Die Zivilgesellschaft bleibt die Speerspitze. Gruppen organisieren Volksfeste, verbreiten den Geschmack des Dialekts unter den Neuankömmlingen. Die zweisprachige Ausgabe begeistert mittlerweile junge Eltern, eine neue Ära der Übertragung entsteht, durch das Buch, das Lied, manchmal den Blog. Die Initiative wird reflexhaft, vom Geschichtenerzähler-Workshop in Aubervilliers bis zum kabylischen Fest in Marseille. Die Emotion siegt, man hört zu, vergleicht, lacht über die Akzente, alles wird zum Konzert. Bereits wird ein Geschichtenerzähler-Workshop organisiert, gemischte Aussprachen, die akustische Ekstase ergreift die Kinder, die Eltern, manchmal taucht ein Unbekannter auf und alles beginnt von neuem.
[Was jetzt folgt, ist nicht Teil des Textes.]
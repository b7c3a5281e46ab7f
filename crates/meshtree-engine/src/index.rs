//! First pass over a document: discovers selectable blocks, sets, arrays and
//! time values without touching heavy arrays, and builds the hierarchy graph.

use std::cmp::Ordering;
use std::collections::BTreeSet;

use meshtree_common::{Center, ChildCategory, Document, ItemId, ItemKind};
use petgraph::graph::NodeIndex;

#[cfg(feature = "serde")]
use serde::{Deserialize, Serialize};

use crate::partition::{Partition, PartitionStrategy};
use crate::selection::{Category, SelectionIndex, Selections};
use crate::sil::HierarchyGraph;
use crate::warning::StructuralWarning;

/// Bounds on the hierarchy graph.
#[cfg_attr(feature = "serde", derive(Serialize, Deserialize))]
#[cfg_attr(feature = "serde", serde(default))]
#[derive(Clone, Copy, Debug, PartialEq, Eq)]
pub struct IndexLimits {
    /// Vertices allowed beyond the three fixed ones.
    pub max_vertices: usize,
    /// Depth used for the rebuild after the cap is hit.
    pub degraded_depth: u32,
    /// Depth limit of the first pass; 0 means unlimited.
    pub max_depth: u32,
}

impl Default for IndexLimits {
    fn default() -> Self {
        Self {
            max_vertices: 1000,
            degraded_depth: 4,
            max_depth: 0,
        }
    }
}

/// Everything the first pass learns about a document.
#[derive(Clone, Debug)]
pub struct HierarchyIndex {
    pub selections: Selections,
    pub hierarchy: HierarchyGraph,
    times: Vec<f64>,
    warnings: Vec<StructuralWarning>,
    degraded: bool,
}

impl HierarchyIndex {
    /// Distinct time values, ascending.
    pub fn times(&self) -> &[f64] {
        &self.times
    }

    pub fn warnings(&self) -> &[StructuralWarning] {
        &self.warnings
    }

    /// True when the vertex cap forced a shallow rebuild.
    pub fn is_degraded(&self) -> bool {
        self.degraded
    }

    pub fn selection(&self, category: Category) -> &SelectionIndex {
        self.selections.get(category)
    }
}

#[derive(Clone, Copy, Debug, PartialEq)]
struct TimeKey(f64);

impl Eq for TimeKey {}

impl PartialOrd for TimeKey {
    fn partial_cmp(&self, other: &Self) -> Option<Ordering> {
        Some(self.cmp(other))
    }
}

impl Ord for TimeKey {
    fn cmp(&self, other: &Self) -> Ordering {
        self.0.total_cmp(&other.0)
    }
}

#[derive(Clone, Copy, Debug)]
struct Pass {
    max_depth: u32,
    /// Arrays, times and warnings are gathered on the first pass only.
    collect: bool,
}

struct IndexBuilder<'a> {
    doc: &'a mut Document,
    partition: Partition,
    selections: Selections,
    hierarchy: HierarchyGraph,
    times: BTreeSet<TimeKey>,
    warnings: Vec<StructuralWarning>,
    renamed: Vec<(ItemId, String)>,
}

/// Run the first pass. Never fails; problems end up in
/// [`HierarchyIndex::warnings`].
pub fn build_index(doc: &mut Document, partition: Partition, limits: IndexLimits) -> HierarchyIndex {
    let root = doc.root();
    let mut builder = IndexBuilder {
        doc,
        partition,
        selections: Selections::default(),
        hierarchy: HierarchyGraph::new(limits.max_vertices),
        times: BTreeSet::new(),
        warnings: Vec::new(),
        renamed: Vec::new(),
    };
    for skipped in builder.doc.skipped().to_vec() {
        builder.warn(StructuralWarning::UnknownItemKind {
            name: skipped.name,
            kind: skipped.kind,
        });
    }
    builder.inspect(
        root,
        None,
        0,
        Pass {
            max_depth: limits.max_depth,
            collect: true,
        },
    );

    let degraded = builder.hierarchy.is_capped();
    if degraded {
        #[cfg(feature = "tracing")]
        tracing::debug!(
            cap = limits.max_vertices,
            depth = limits.degraded_depth,
            "hierarchy vertex cap reached; rebuilding shallow"
        );
        builder.restore_names();
        builder.selections.blocks.clear();
        builder.selections.sets.clear();
        builder.hierarchy.reset();
        builder.inspect(
            root,
            None,
            0,
            Pass {
                max_depth: limits.degraded_depth,
                collect: false,
            },
        );
    }

    HierarchyIndex {
        selections: builder.selections,
        hierarchy: builder.hierarchy,
        times: builder.times.into_iter().map(|t| t.0).collect(),
        warnings: builder.warnings,
        degraded,
    }
}

fn unique_name(index: &SelectionIndex, name: &str) -> String {
    if !index.contains(name) {
        return name.to_string();
    }
    let mut count = 1usize;
    loop {
        let candidate = format!("{name}[{count}]");
        if !index.contains(&candidate) {
            return candidate;
        }
        count += 1;
    }
}

impl IndexBuilder<'_> {
    fn warn(&mut self, warning: StructuralWarning) {
        #[cfg(feature = "tracing")]
        tracing::warn!(%warning, "structural warning");
        self.warnings.push(warning);
    }

    fn rename(&mut self, id: ItemId, name: String) {
        let previous = &self.doc.item(id).name;
        if *previous != name {
            self.renamed.push((id, previous.clone()));
            self.doc.rename(id, name);
        }
    }

    fn restore_names(&mut self) {
        for (id, name) in self.renamed.drain(..).rev() {
            self.doc.rename(id, name);
        }
    }

    fn inspect(&mut self, id: ItemId, parent: Option<NodeIndex>, depth: u32, pass: Pass) {
        if pass.max_depth != 0 && depth >= pass.max_depth {
            return;
        }
        if pass.collect {
            self.collect_arrays(id);
            self.collect_times(id);
        }

        match &self.doc.item(id).kind {
            ItemKind::Domain(_) | ItemKind::GridCollection { .. } => {
                self.inspect_collection(id, parent, depth, pass)
            }
            ItemKind::UnstructuredGrid(_)
            | ItemKind::RectilinearGrid(_)
            | ItemKind::CurvilinearGrid(_)
            | ItemKind::RegularGrid(_) => self.inspect_grid(id, parent),
            ItemKind::Graph(_) => self.inspect_graph(id, parent),
            kind @ (ItemKind::Attribute(_) | ItemKind::Set(_)) => {
                if pass.collect {
                    let warning = StructuralWarning::UnknownItemKind {
                        name: self.doc.item(id).name.clone(),
                        kind: kind.label().to_string(),
                    };
                    self.warn(warning);
                }
            }
        }
    }

    fn inspect_collection(&mut self, id: ItemId, parent: Option<NodeIndex>, depth: u32, pass: Pass) {
        let item = self.doc.item(id);
        let is_domain = matches!(item.kind, ItemKind::Domain(_));
        let is_temporal = item.kind.is_temporal();
        let children = item.kind.children().cloned().unwrap_or_default();

        let mut vertex = parent;
        if !is_domain && !is_temporal && !item.name.is_empty() && !self.hierarchy.is_capped() {
            let name = item.name.clone();
            let under = parent.unwrap_or(self.hierarchy.hierarchy_root());
            vertex = Some(self.hierarchy.add_child(under, &name));
        }

        let count = children.collections.len();
        for (i, &child) in children.collections.iter().enumerate() {
            if is_domain && !self.partition.owns(PartitionStrategy::RoundRobin, i, count) {
                continue;
            }
            self.inspect(child, vertex, depth + 1, pass);
        }
        for category in ChildCategory::ATOMIC {
            for &child in children.get(category) {
                self.inspect(child, vertex, depth + 1, pass);
            }
        }
    }

    fn inspect_grid(&mut self, id: ItemId, parent: Option<NodeIndex>) {
        if self.hierarchy.is_capped() {
            return;
        }
        let item = self.doc.item(id);
        let sets = item.kind.sets().to_vec();
        if item.name.is_empty() || (sets.is_empty() && parent.is_none()) {
            return;
        }
        self.register_block(id, parent);

        for set in sets {
            let unique = unique_name(&self.selections.sets, &self.doc.item(set).name);
            self.selections.sets.add(&unique);
            self.rename(set, unique);
        }
    }

    fn inspect_graph(&mut self, id: ItemId, parent: Option<NodeIndex>) {
        if self.hierarchy.is_capped() {
            return;
        }
        if self.doc.item(id).name.is_empty() || parent.is_none() {
            return;
        }
        self.register_block(id, parent);
    }

    fn register_block(&mut self, id: ItemId, parent: Option<NodeIndex>) {
        let label = self.doc.item(id).name.clone();
        let unique = unique_name(&self.selections.blocks, &label);
        let under = parent.unwrap_or(self.hierarchy.hierarchy_root());
        self.selections.blocks.add(&unique);
        self.hierarchy.add_named_block(under, &label, &unique);
        self.rename(id, unique);
    }

    fn collect_arrays(&mut self, id: ItemId) {
        let item = self.doc.item(id);
        let is_graph = match item.kind {
            ItemKind::UnstructuredGrid(_)
            | ItemKind::RectilinearGrid(_)
            | ItemKind::CurvilinearGrid(_)
            | ItemKind::RegularGrid(_) => false,
            ItemKind::Graph(_) => true,
            _ => return,
        };
        let owner = item.name.clone();
        let owner_kind = item.kind.label();
        let attributes = item.kind.attributes().to_vec();

        for attribute in attributes {
            let attr_item = self.doc.item(attribute);
            let ItemKind::Attribute(attr) = &attr_item.kind else {
                continue;
            };
            if attr_item.name.is_empty() {
                self.warn(StructuralWarning::UnnamedAttribute {
                    owner: owner.clone(),
                });
                continue;
            }
            let category = match (is_graph, attr.center) {
                (_, Center::Grid) => Some(Category::FieldArrays),
                (false, Center::Cell) | (true, Center::Edge) => Some(Category::CellArrays),
                (_, Center::Node) => Some(Category::PointArrays),
                _ => None,
            };
            let name = attr_item.name.clone();
            match category {
                Some(category) => self.selections.get_mut(category).add(&name),
                None => {
                    let center = attr.center;
                    self.warn(StructuralWarning::UnrecognizedAssociation {
                        attribute: name,
                        center,
                        owner_kind,
                    });
                }
            }
        }
    }

    fn collect_times(&mut self, id: ItemId) {
        let item = self.doc.item(id);
        if !item.kind.is_temporal() {
            return;
        }
        let children: Vec<ItemId> = item
            .kind
            .children()
            .map(|c| c.iter().collect())
            .unwrap_or_default();

        let mut implied = 0u32;
        for child in children {
            let time = match self.doc.item(child).time {
                Some(t) => t,
                None => {
                    let t = f64::from(implied);
                    implied += 1;
                    self.doc.set_time(child, t);
                    t
                }
            };
            self.times.insert(TimeKey(time));
        }
    }
}
use rustc_hash::FxHashMap;

#[cfg(feature = "serde")]
use serde::{Deserialize, Serialize};

/// Which selection a name belongs to.
#[cfg_attr(feature = "serde", derive(Serialize, Deserialize))]
#[derive(Clone, Copy, Debug, PartialEq, Eq, Hash)]
pub enum Category {
    FieldArrays,
    CellArrays,
    PointArrays,
    Blocks,
    Sets,
}

impl Category {
    pub const ALL: [Category; 5] = [
        Category::FieldArrays,
        Category::CellArrays,
        Category::PointArrays,
        Category::Blocks,
        Category::Sets,
    ];
}

/// Ordered name → enabled map. New names start enabled.
#[derive(Clone, Debug, Default)]
pub struct SelectionIndex {
    names: Vec<String>,
    enabled: Vec<bool>,
    lookup: FxHashMap<String, usize>,
}

impl SelectionIndex {
    pub fn new() -> Self {
        Self::default()
    }

    /// Register `name`; repeated adds keep the original position and state.
    pub fn add(&mut self, name: &str) {
        if self.lookup.contains_key(name) {
            return;
        }
        self.lookup.insert(name.to_string(), self.names.len());
        self.names.push(name.to_string());
        self.enabled.push(true);
    }

    pub fn len(&self) -> usize {
        self.names.len()
    }

    pub fn is_empty(&self) -> bool {
        self.names.is_empty()
    }

    pub fn name_at(&self, index: usize) -> Option<&str> {
        self.names.get(index).map(String::as_str)
    }

    pub fn contains(&self, name: &str) -> bool {
        self.lookup.contains_key(name)
    }

    /// Unknown names read as disabled.
    pub fn is_enabled(&self, name: &str) -> bool {
        self.lookup
            .get(name)
            .map(|&i| self.enabled[i])
            .unwrap_or(false)
    }

    /// No-op for names that were never added.
    pub fn set_enabled(&mut self, name: &str, on: bool) {
        if let Some(&i) = self.lookup.get(name) {
            self.enabled[i] = on;
        }
    }

    pub fn set_all(&mut self, on: bool) {
        self.enabled.iter_mut().for_each(|e| *e = on);
    }

    /// Names outside the index were never offered for selection and pass.
    pub fn admits(&self, name: &str) -> bool {
        self.lookup.get(name).is_none_or(|&i| self.enabled[i])
    }

    pub fn clear(&mut self) {
        self.names.clear();
        self.enabled.clear();
        self.lookup.clear();
    }

    pub fn iter(&self) -> impl Iterator<Item = (&str, bool)> {
        self.names
            .iter()
            .map(String::as_str)
            .zip(self.enabled.iter().copied())
    }
}

/// The five selection indexes of a discovered document.
#[derive(Clone, Debug, Default)]
pub struct Selections {
    pub fields: SelectionIndex,
    pub cells: SelectionIndex,
    pub points: SelectionIndex,
    pub blocks: SelectionIndex,
    pub sets: SelectionIndex,
}

impl Selections {
    pub fn get(&self, category: Category) -> &SelectionIndex {
        match category {
            Category::FieldArrays => &self.fields,
            Category::CellArrays => &self.cells,
            Category::PointArrays => &self.points,
            Category::Blocks => &self.blocks,
            Category::Sets => &self.sets,
        }
    }

    pub fn get_mut(&mut self, category: Category) -> &mut SelectionIndex {
        match category {
            Category::FieldArrays => &mut self.fields,
            Category::CellArrays => &mut self.cells,
            Category::PointArrays => &mut self.points,
            Category::Blocks => &mut self.blocks,
            Category::Sets => &mut self.sets,
        }
    }
}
Ressourcen zur Unterstützung und Förderung der Muttersprache um Sie herum

Es gibt keine Fatalität, die Übertragung wird aufgebaut, das Digitale lädt ein, die kollektive Kreativität entfaltet sich.

Pädagogische und digitale Werkzeuge zur Bewahrung der Muttersprache

  • Die UNESCO betreibt ein interaktives Portal über gefährdete Sprachen, das regelmäßig aktualisiert wird, eine wertvolle Quelle, um die fragilen Zonen sichtbar zu machen
  • Apps wie Duolingo, Kitikiti oder Cantook Education begleiten alle Altersgruppen und bieten Materialien in Arabisch, Kreolisch, Baskisch an, die in den meisten Schulsystemen zugänglich sind
  • Die kommunalen Dienste, die Stadtteilräte, manchmal Familienverbände stellen zunehmend kostenlose oder fast kostenlose Ressourcen zur Verfügung

Die pädagogische Dokumentation wird mittlerweile in mehrsprachigen Varianten angeboten, die Übertragung des Alltags verändert sich dimensionell. Der Zugang ist nicht mehr die Ausnahme. Jeder, Eltern, junge Erwachsene, Kinder, kann die ausgestreckte Hand ergreifen.
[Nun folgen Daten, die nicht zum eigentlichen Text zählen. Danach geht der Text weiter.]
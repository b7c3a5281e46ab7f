pub mod array;
pub mod document;
pub mod error;
pub mod item;

pub use array::*;
pub use document::*;
pub use error::*;
pub use item::*;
Tipps zur Pflege der Muttersprache im Alltag, zu Hause und in der Gemeinschaft

Schließlich reichen die Institutionen nicht aus. Was bleibt? Die alltägliche Geste, das diskrete Ritual, das Wort, das am Tisch, in einer SMS, in einem Flüstern an den Älteren vorbeigeschoben wirdSingen, erzählen, kochen in der Herkunftssprache, die Neugier der Kinder explodiert, die Alten finden das Lachen wieder. Warten Sie nicht auf das offizielle Fest. Die Gelegenheiten sind zahlreich, man muss sie nur ergreifen, ohne nach Perfektion zu streben, ohne den Verdienst zu berechnen.

 

Ein elsässischer Leser gesteht, er habe die Farben seiner Muttersprache bei einem Stadtteilfest wiederentdeckt, er ist begeistert, als er sieht, wie sein Sohn nach langem Zögern in Elsässisch seiner Großmutter antwortet. Kostbar, unerwartet, unvergesslich. Er schließt, die Übertragung hat ihren Preis nicht.
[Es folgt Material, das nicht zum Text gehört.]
use meshtree_common::{ChildCategory, Children, Document, ItemId};

#[cfg(feature = "serde")]
use serde::{Deserialize, Serialize};

/// Concrete output produced for a document.
#[cfg_attr(feature = "serde", derive(Serialize, Deserialize))]
#[derive(Clone, Copy, Debug, PartialEq, Eq, Hash)]
pub enum OutputShape {
    Composite,
    Image,
    Rectilinear,
    Curvilinear,
    Unstructured,
    DirectedGraph,
}

impl OutputShape {
    pub fn is_structured(self) -> bool {
        matches!(
            self,
            OutputShape::Image | OutputShape::Rectilinear | OutputShape::Curvilinear
        )
    }
}

/// Index extent of a structured output plus image geometry.
#[cfg_attr(feature = "serde", derive(Serialize, Deserialize))]
#[derive(Clone, Copy, Debug, PartialEq)]
pub struct WholeExtent {
    pub extent: [i64; 6],
    pub origin: [f64; 3],
    pub spacing: [f64; 3],
}

impl Default for WholeExtent {
    fn default() -> Self {
        Self {
            extent: [0, -1, 0, -1, 0, -1],
            origin: [0.0; 3],
            spacing: [1.0; 3],
        }
    }
}

impl WholeExtent {
    /// Extent covering `dims` points per axis.
    pub fn from_dimensions(dims: [usize; 3]) -> Self {
        let mut extent = [0i64; 6];
        for (axis, &n) in dims.iter().enumerate() {
            extent[2 * axis + 1] = n as i64 - 1;
        }
        Self {
            extent,
            ..Self::default()
        }
    }
}

#[derive(Clone, Debug, PartialEq)]
pub struct Classification {
    pub shape: OutputShape,
    /// Atomic node whose shape stands for the whole output.
    pub representative: Option<ItemId>,
    /// Filled in for structured atomic outputs.
    pub extent: Option<WholeExtent>,
}

/// Decide the output shape without loading any array.
pub fn classify(doc: &Document) -> Classification {
    let domain = doc.root_children();
    if domain.collections.len() > 1 {
        return composite(None);
    }

    let mut temporal = false;
    let mut to_check: &Children = domain;
    if let [only] = domain.collections.as_slice() {
        let item = doc.item(*only);
        if let Some(children) = item.kind.children()
            && item.kind.is_temporal()
            && children.collections.is_empty()
        {
            temporal = true;
            to_check = children;
        }
    }

    let non_empty: Vec<ChildCategory> = ChildCategory::ATOMIC
        .into_iter()
        .filter(|c| !to_check.get(*c).is_empty())
        .collect();
    let atomic = temporal || (non_empty.len() == 1 && to_check.get(non_empty[0]).len() == 1);
    if !atomic {
        return composite(None);
    }

    // Later kinds override regular grids: rectilinear, curvilinear,
    // unstructured, then graphs.
    let first = |category: ChildCategory| to_check.get(category).first().copied();
    let (shape, representative) = if let Some(id) = first(ChildCategory::Rectilinear) {
        (OutputShape::Rectilinear, Some(id))
    } else if let Some(id) = first(ChildCategory::Curvilinear) {
        (OutputShape::Curvilinear, Some(id))
    } else if let Some(id) = first(ChildCategory::Unstructured) {
        (OutputShape::Unstructured, Some(id))
    } else if !to_check.graphs.is_empty() {
        (OutputShape::DirectedGraph, None)
    } else if let Some(id) = first(ChildCategory::Regular) {
        (OutputShape::Image, Some(id))
    } else {
        return composite(None);
    };

    let has_sets = representative
        .map(|id| !doc.item(id).kind.sets().is_empty())
        .unwrap_or(false);
    if has_sets {
        return composite(representative);
    }
    Classification {
        shape,
        representative,
        extent: None,
    }
}

fn composite(representative: Option<ItemId>) -> Classification {
    Classification {
        shape: OutputShape::Composite,
        representative,
        extent: None,
    }
}

#[cfg(test)]
mod tests {
    use super::*;
    use meshtree_common::{
        ArrayRef, CollectionType, GridParts, Item, ItemKind, RectilinearGrid, RegularGrid,
    };

    fn regular(name: &str) -> Item {
        Item::new(
            name,
            ItemKind::RegularGrid(RegularGrid {
                dimensions: [3, 3, 1],
                origin: [0.0; 3],
                spacing: [1.0; 3],
                parts: GridParts::default(),
            }),
        )
    }

    #[test]
    fn single_regular_grid_is_an_image() {
        let mut doc = Document::new();
        let root = doc.root();
        let g = doc.insert(root, regular("g")).unwrap();
        let c = classify(&doc);
        assert_eq!(c.shape, OutputShape::Image);
        assert_eq!(c.representative, Some(g));
    }

    #[test]
    fn temporal_series_classifies_by_its_steps() {
        let mut doc = Document::new();
        let root = doc.root();
        let series = doc
            .insert(root, Item::new("", ItemKind::collection(CollectionType::Temporal)))
            .unwrap();
        let first = doc.insert(series, regular("t0")).unwrap();
        doc.insert(series, regular("t1")).unwrap();
        let c = classify(&doc);
        assert_eq!(c.shape, OutputShape::Image);
        assert_eq!(c.representative, Some(first));
    }

    #[test]
    fn two_grids_make_a_composite() {
        let mut doc = Document::new();
        let root = doc.root();
        doc.insert(root, regular("a")).unwrap();
        doc.insert(root, regular("b")).unwrap();
        assert_eq!(classify(&doc).shape, OutputShape::Composite);
    }

    #[test]
    fn sibling_collection_does_not_block_an_atomic_grid() {
        let mut doc = Document::new();
        let root = doc.root();
        doc.insert(root, Item::new("run", ItemKind::collection(CollectionType::Spatial)))
            .unwrap();
        let g = doc
            .insert(
                root,
                Item::new(
                    "G1",
                    ItemKind::RectilinearGrid(RectilinearGrid {
                        axes: vec![
                            ArrayRef::scalars(vec![0.0, 1.0, 2.0]),
                            ArrayRef::scalars(vec![0.0, 1.0]),
                        ],
                        parts: GridParts::default(),
                    }),
                ),
            )
            .unwrap();
        let c = classify(&doc);
        assert_eq!(c.shape, OutputShape::Rectilinear);
        assert_eq!(c.representative, Some(g));
    }

    #[test]
    fn empty_document_is_composite() {
        assert_eq!(classify(&Document::new()).shape, OutputShape::Composite);
    }

    #[test]
    fn whole_extent_defaults_to_empty() {
        let e = WholeExtent::default();
        assert_eq!(e.extent, [0, -1, 0, -1, 0, -1]);
        assert_eq!(WholeExtent::from_dimensions([4, 3, 1]).extent, [0, 3, 0, 2, 0, 0]);
    }
}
Kehren Sie also zu diesem 21. Februar zurück. Der Internationale Tag der Muttersprache richtet sich nicht an eine Elite oder an eine verlorene Generation. Stellen Sie diesen täglichen Reflex wieder her, wecken Sie das Wort, selbst stammelnd, selbst unvollkommen. Jedes Wort, das in einer Herkunftssprache geflüstert wird, wird zum Widerstand gegen das Vergessen. Manchmal genügt ein Witz, ein Rätsel, ein Morgensong. Und Sie, welches Wort möchten Sie weitergeben? Beobachten Sie, die Antwort könnte vielleicht im Morgendialog, im Abendlied oder im Lächeln des Kindes liegen, das zum ersten Mal hört, wie seine Sprache ihren Platz zurückerhält.